As I see it, you have a couple of options (In my order of preference):
Increase container timeout
Increase the container timeout. ("maxIdleTime" parameter, if you're using the embedded Jetty instance).
I'm assuming you only occasionally index such large files? Increasing the time-out temporarily might just be simplest option.
Split the file
Here's the simple unix script that will do the job (Splitting the file in 500,000 line chunks):
split -d -l 500000 data.csv split_files.
for file in `ls split_files.*`
do
curl 'http://localhost:8983/solr/update/csv?fieldnames=id,name,category&commit=true' -H 'Content-type:text/plain; charset=utf-8' --data-binary #$file
done
Parse the file and load in chunks
The following groovy script uses opencsv and solrj to parse the CSV file and commit changes to Solr every 500,000 lines.

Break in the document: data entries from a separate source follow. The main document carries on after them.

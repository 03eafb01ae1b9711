//! # Document Identifiers and Wire Tokens
//!
//! The per-document vocabulary of a presentation transfer: the opaque
//! [`DocumentId`] join key, the closed token enums ([`DataFormat`],
//! [`DocType`], [`DeviceAuthMethod`]) parsed from free-text wire tokens,
//! and the display-name structure carried alongside a document's payload.
//!
//! ## Token Parsing
//!
//! Wire tokens arrive as free text from loosely-typed external records.
//! [`DataFormat`] and [`DocType`] parse fallibly — an unrecognized token
//! is a [`TokenError`] the caller turns into a per-document exclusion.
//! [`DeviceAuthMethod`] instead resolves infallibly: an unknown token
//! falls back to [`DeviceAuthMethod::Mac`], the documented default.

use serde::{Deserialize, Serialize};
use std::collections::HashMap;

use crate::error::{TokenError, ValidationError};

/// A namespace within a document (e.g. `org.iso.18013.5.1`).
pub type NameSpace = String;

/// A data-element identifier within a namespace (e.g. `family_name`).
pub type DataElementIdentifier = String;

/// Display names for a document's data elements, keyed by namespace and
/// then by data-element identifier.
pub type DisplayNames = HashMap<NameSpace, HashMap<DataElementIdentifier, String>>;

// ---------------------------------------------------------------------------
// DocumentId
// ---------------------------------------------------------------------------

/// An opaque identifier for one document within a presentation session.
///
/// The document id is the join key across every per-document map of a
/// transfer request. It is caller-supplied and opaque — this layer only
/// requires that it is non-empty.
#[derive(Debug, Clone, PartialEq, Eq, Hash, PartialOrd, Ord, Serialize)]
pub struct DocumentId(String);

impl DocumentId {
    /// Create a document id from a string, validating non-emptiness.
    ///
    /// # Errors
    ///
    /// Returns [`ValidationError::EmptyDocumentId`] for the empty string.
    pub fn new(value: impl Into<String>) -> Result<Self, ValidationError> {
        let s = value.into();
        if s.is_empty() {
            return Err(ValidationError::EmptyDocumentId);
        }
        Ok(Self(s))
    }

    /// Access the identifier string.
    pub fn as_str(&self) -> &str {
        &self.0
    }
}

impl<'de> Deserialize<'de> for DocumentId {
    fn deserialize<D>(deserializer: D) -> Result<Self, D::Error>
    where
        D: serde::Deserializer<'de>,
    {
        let raw = String::deserialize(deserializer)?;
        Self::new(raw).map_err(serde::de::Error::custom)
    }
}

impl std::fmt::Display for DocumentId {
    fn fmt(&self, f: &mut std::fmt::Formatter<'_>) -> std::fmt::Result {
        write!(f, "{}", self.0)
    }
}

impl std::str::FromStr for DocumentId {
    type Err = ValidationError;

    fn from_str(s: &str) -> Result<Self, Self::Err> {
        Self::new(s)
    }
}

// ---------------------------------------------------------------------------
// DataFormat
// ---------------------------------------------------------------------------

/// The encoding of a document's payload.
#[derive(Debug, Clone, Copy, PartialEq, Eq, Hash, Serialize, Deserialize)]
#[serde(rename_all = "lowercase")]
pub enum DataFormat {
    /// ISO 18013-5 `mso_mdoc` CBOR encoding.
    Cbor,
    /// IETF SD-JWT VC encoding.
    SdJwt,
}

impl DataFormat {
    /// Parse a data-format wire token.
    ///
    /// # Errors
    ///
    /// Returns [`TokenError::UnknownDataFormat`] for unrecognized tokens.
    pub fn parse_token(token: &str) -> Result<Self, TokenError> {
        match token {
            "cbor" => Ok(Self::Cbor),
            "sdjwt" => Ok(Self::SdJwt),
            other => Err(TokenError::UnknownDataFormat(other.to_string())),
        }
    }

    /// The wire token for this format.
    pub fn as_token(&self) -> &'static str {
        match self {
            Self::Cbor => "cbor",
            Self::SdJwt => "sdjwt",
        }
    }
}

impl std::fmt::Display for DataFormat {
    fn fmt(&self, f: &mut std::fmt::Formatter<'_>) -> std::fmt::Result {
        f.write_str(self.as_token())
    }
}

impl std::str::FromStr for DataFormat {
    type Err = TokenError;

    fn from_str(s: &str) -> Result<Self, Self::Err> {
        Self::parse_token(s)
    }
}

// ---------------------------------------------------------------------------
// DocType
// ---------------------------------------------------------------------------

/// The type of a document offered for presentation.
#[derive(Debug, Clone, Copy, PartialEq, Eq, Hash, Serialize, Deserialize)]
pub enum DocType {
    /// ISO 18013-5 mobile driving licence (`org.iso.18013.5.1.mDL`).
    IsoMdl,
    /// EUDI person identification data (`eu.europa.ec.eudi.pid.1`).
    EuPid,
}

impl DocType {
    /// Parse a document-type wire token.
    ///
    /// # Errors
    ///
    /// Returns [`TokenError::UnknownDocType`] for unrecognized tokens.
    pub fn parse_token(token: &str) -> Result<Self, TokenError> {
        match token {
            "org.iso.18013.5.1.mDL" => Ok(Self::IsoMdl),
            "eu.europa.ec.eudi.pid.1" => Ok(Self::EuPid),
            other => Err(TokenError::UnknownDocType(other.to_string())),
        }
    }

    /// The wire token for this document type.
    pub fn as_token(&self) -> &'static str {
        match self {
            Self::IsoMdl => "org.iso.18013.5.1.mDL",
            Self::EuPid => "eu.europa.ec.eudi.pid.1",
        }
    }
}

impl std::fmt::Display for DocType {
    fn fmt(&self, f: &mut std::fmt::Formatter<'_>) -> std::fmt::Result {
        f.write_str(self.as_token())
    }
}

impl std::str::FromStr for DocType {
    type Err = TokenError;

    fn from_str(s: &str) -> Result<Self, Self::Err> {
        Self::parse_token(s)
    }
}

// ---------------------------------------------------------------------------
// DeviceAuthMethod
// ---------------------------------------------------------------------------

/// The mechanism by which the holder's device authenticates a
/// presentation session (ISO 18013-5 §9.1.3).
#[derive(Debug, Clone, Copy, PartialEq, Eq, Hash, Serialize, Deserialize)]
pub enum DeviceAuthMethod {
    /// Device MAC over the session transcript (ECKA-DH derived key).
    Mac,
    /// Device signature over the session transcript.
    Signature,
}

impl DeviceAuthMethod {
    /// Resolve a device-auth-method wire token.
    ///
    /// Unknown tokens resolve to [`DeviceAuthMethod::Mac`] — the
    /// documented default, never an error.
    pub fn resolve_token(token: &str) -> Self {
        match token {
            "deviceSignature" => Self::Signature,
            "deviceMac" => Self::Mac,
            _ => Self::Mac,
        }
    }

    /// The wire token for this method.
    pub fn as_token(&self) -> &'static str {
        match self {
            Self::Mac => "deviceMac",
            Self::Signature => "deviceSignature",
        }
    }
}

impl std::fmt::Display for DeviceAuthMethod {
    fn fmt(&self, f: &mut std::fmt::Formatter<'_>) -> std::fmt::Result {
        f.write_str(self.as_token())
    }
}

import au.com.bytecode.opencsv.CSVReader
import org.apache.solr.client.solrj.SolrServer
import org.apache.solr.client.solrj.impl.CommonsHttpSolrServer
import org.apache.solr.common.SolrInputDocument
#Grapes([
#Grab(group='net.sf.opencsv', module='opencsv', version='2.3'),
#Grab(group='org.apache.solr', module='solr-solrj', version='3.5.0'),
#Grab(group='ch.qos.logback', module='logback-classic', version='1.0.0'),
])
SolrServer server = new CommonsHttpSolrServer("http://localhost:8983/solr/");
new File("data.csv").withReader { reader ->
CSVReader csv = new CSVReader(reader)
String[] result
Integer count = 1
Integer chunkSize = 500000
while (result = csv.readNext()) {
SolrInputDocument doc = new SolrInputDocument();
doc.addField("id", result[0])
doc.addField("name_s", result[1])
doc.addField("category_s", result[2])
server.add(doc)
if (count.mod(chunkSize) == 0) {
server.commit()
}
count++
}
server.commit()
}
In SOLR 4.0 (currently in BETA), CSV's from a local directory can be imported directly using the UpdateHandler. Modifying the example from the SOLR Wiki
curl http://localhost:8983/solr/update?stream.file=exampledocs/books.csv&stream.contentType=text/csv;charset=utf-8
And this streams the file from the local location, so no need to chunk it up and POST it via HTTP.
Above answers have explained really well the ingestion strategies from single machine.
Few more options if you have big data infrastructure in place and want to implement distributed data ingestion pipeline.
Use sqoop to bring data to hadoop or place your csv file manually in hadoop.
Use one of below connector to ingest data:
hive- solr connector, spark- solr connector.
PS:
Make sure no firewall blocks connectivity between client nodes and solr/solrcloud nodes.
Choose right directory factory for data ingestion, if near real time search is not required then use StandardDirectoryFactory.
If you get below exception in client logs during ingestion then tune autoCommit and autoSoftCommit configuration in solrconfig.xml file.
SolrServerException: No live SolrServers available to handle this
request
Definitely just load these into a normal database first. There's all sorts of tools for dealing with CSVs (for example, postgres' COPY), so it should be easy. Using Data Import Handler is also pretty simple, so this seems like the most friction-free way to load your data. This method will also be faster since you won't have unnecessary network/HTTP overhead.
The reference guide says ConcurrentUpdateSolrServer could/should be used for bulk updates.
Javadocs are somewhat incorrect (v 3.6.2, v 4.7.0):
ConcurrentUpdateSolrServer buffers all added documents and writes them into open HTTP connections.
It doesn't buffer indefinitely, but up to int queueSize, which is a constructor parameter.